PQA 03 - PQA 03 Gynecological Cancer, Pediatric Cancer, and Professional Development Poster Q&A
3581 - Comprehensive Evaluation of the Prognostic Value of Hematological Parameters, Nutritional Status Indices and Serum Tumor Markers in Patients with Locally Advanced Cervical Cancer: A Retrospective Stud
S. Wang1, M. Zhao1, Z. Gao2, X. Yang3, Y. Wang4, K. Hua5, and J. Fu3; 1Department of Radiation Oncology, Shanghai Sixth Peoples Hospital Affiliated to Shanghai Jiao Tong University School of Medicine, Shanghai, China, 2Shanghai Sixth Peoples Hospital Affiliated to Shanghai Jiao Tong University School of Medicine, Shanghai, Shanghai, China, 3Shanghai Sixth Peoples Hospital Affiliated to Shanghai Jiao Tong University School of Medicine, Shanghai, China, 4Department of Gynecologic Oncology the International Peace Maternity and Child Health Hospital School of Medicine, Shanghai Jiao Tong University, Shanghai, China, 5Department of Gynecology, Obstetrics and Gynecology Hospital of Fudan University, Shanghai, China
Purpose/Objective(s): We aimed to investigated the prognostic implications associated with hematological parameters, nutritional status indices and serum tumor markers and ultimately developed a novel nomogram based on these selected prognostic factors in LACC patients treated with radiotherapy. Materials/
Methods: This retrospective study analyzed clinical data collected from our institute encompassing 375 patients diagnosed with cervical cancer at IFGO stages IB2-IVA between 2010 and 2020. Clinical and morphologic parameters, hematological parameters, nutritional status indicators, and serum tumor markers levels were systematically recorded.
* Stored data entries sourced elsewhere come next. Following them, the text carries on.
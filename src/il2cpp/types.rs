#![allow(non_snake_case)]

macro_rules! opaque_type {
    ($($name:ident),*) => {
        $(
            #[repr(C)]
            pub struct $name {
                _data: [u8; 0],
                _marker: std::marker::PhantomData<(*mut u8, std::marker::PhantomPinned)>
            }
        )*
    };
}

opaque_type!(Il2CppDomain, Il2CppAssembly, Il2CppImage, Il2CppClass, Il2CppType);

/// Leading field of the runtime's method descriptor. The rest of the layout differs between
/// Unity versions and is never read.
#[repr(C)]
pub struct MethodInfo {
    pub methodPointer: usize
}
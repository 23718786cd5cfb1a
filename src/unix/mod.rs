//! Platform backends for unix hosts.
//!
//! There is no load-time entry point here: nothing sets the il2cpp handle or calls
//! `RetroCam::on_il2cpp_initialized`, so the il2cpp hook sites never run on unix. These
//! backends exist so the core (resolver, inline hooks, registry, config) can be built, tested
//! and driven by tooling outside the game, with the `cdylib` being inert.

pub mod log_impl;
pub mod game_impl;
pub mod symbols_impl;
pub mod interceptor_impl;
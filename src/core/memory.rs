use std::ptr;

use region::Protection;

use super::Error;

const USIZE_SIZE: usize = std::mem::size_of::<usize>();

/// Read-only view over machine code.
pub trait CodeMemory {
    /// Returns up to `max_len` bytes starting at `addr`, or `None` if `addr` is not readable.
    /// The returned slice may be shorter than requested when the readable range ends early.
    fn read(&self, addr: usize, max_len: usize) -> Option<&[u8]>;

    fn read_usize(&self, addr: usize) -> Option<usize> {
        let bytes: [u8; USIZE_SIZE] = self.read(addr, USIZE_SIZE)?.try_into().ok()?;
        Some(usize::from_ne_bytes(bytes))
    }
}

/// Memory of the current process. Reads are clamped to the end of the mapping that
/// contains the start address.
#[derive(Default, Clone, Copy)]
pub struct ProcessMemory;

impl CodeMemory for ProcessMemory {
    fn read(&self, addr: usize, max_len: usize) -> Option<&[u8]> {
        if addr == 0 || max_len == 0 {
            return None;
        }

        let region = region::query(addr as *const u8).ok()?;
        if !region.is_readable() {
            return None;
        }

        let len = max_len.min(region.as_range().end.saturating_sub(addr));
        if len == 0 {
            return None;
        }

        Some(unsafe { std::slice::from_raw_parts(addr as *const u8, len) })
    }
}

/// Bytes written over executable code, with the displaced bytes kept for restoring them.
pub struct ExecutableMemoryPatch {
    addr: usize,
    original: Vec<u8>
}

impl ExecutableMemoryPatch {
    /// Overwrites `bytes.len()` bytes at `addr`. Nothing is written if write access to the
    /// page cannot be obtained; page protection is restored before returning either way.
    ///
    /// # Safety
    /// The range must be mapped code that no thread is executing while it is rewritten.
    pub unsafe fn apply(addr: usize, bytes: &[u8]) -> Result<ExecutableMemoryPatch, Error> {
        if addr == 0 || bytes.is_empty() {
            return Err(Error::InvalidAddress(addr));
        }

        let original = write_code(addr, bytes)?;
        Ok(ExecutableMemoryPatch {
            addr,
            original
        })
    }

    pub fn addr(&self) -> usize {
        self.addr
    }

    pub fn len(&self) -> usize {
        self.original.len()
    }

    pub fn original_bytes(&self) -> &[u8] {
        &self.original
    }

    /// Writes the displaced bytes back.
    ///
    /// # Safety
    /// Same contract as [`ExecutableMemoryPatch::apply`].
    pub unsafe fn revert(&self) -> Result<(), Error> {
        write_code(self.addr, &self.original)?;
        Ok(())
    }
}

unsafe fn write_code(addr: usize, bytes: &[u8]) -> Result<Vec<u8>, Error> {
    // Guard restores the previous protection when dropped
    let _guard = region::protect_with_handle(addr as *const u8, bytes.len(), Protection::READ_WRITE_EXECUTE)?;

    let original = std::slice::from_raw_parts(addr as *const u8, bytes.len()).to_vec();
    ptr::copy_nonoverlapping(bytes.as_ptr(), addr as *mut u8, bytes.len());

    Ok(original)
}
Enrolled patients were randomly divided into training and validation cohorts. Univariate, multivariate, and LASSO Cox regression analyses were used to identify independent prognostic factors. Based on the identified prognostic factors, the nomogram was developed and verified to predict the 3-, 4-, and 5-year OS of patients with LACC. The discrimination and calibration of the nomogram were assessed using the C-index value, ROC curve, AUC values and the calibration curve. DCA, IDI and NRI were used to assess the clinical utility of the nomogram. Results: The study comprised 375 LACC patients with a median follow-up of 50 months. The 3-, 4-, and 5-year overall survival rates were 86.9%, 83.6%, and 76.4%, respectively. The enrolled patients were randomly divided into the training cohort (251 cases) and the validation cohort (124 cases) at a ratio of 2:1. Basophil percentage, PLR, CA153, SCC, COUNT, histological subtypes and FIGO stage were ultimately selected to construct the nomogram. The newly developed nomogram demonstrated predictive performance. The AUC values at 3-, 4-, and 5-year were 0.77, 0.79, and 0.77 in the training cohort and 0.62, 0.68, and 0.72 in the validation cohort, respectively. Calibration curves demonstrated satisfactory concordance between predicted survival probabilities and actual observations. ROC curves, C-index value, IDI, NRI, and DCA collectively indicated the superiority of the nomogram over the existing FIGO staging system. Conclusion: This study developed a novel nomogram based on the hematological parameters (eosinophils percentage, PLR), nutritional status indices (CONUT) and Serum tumor markers (SCC, CA153) apart from traditional clinical and morphologic factors (FIGO stage, histologic type), which can accurately predict probabilities of OS in patients with LACC compared with traditional FIGO staging system. Monitoring and assessing these clinical features can help clinicians better stratify patients, conduct personalized survival assessment and develop reasonable individualized therapeutic regimens.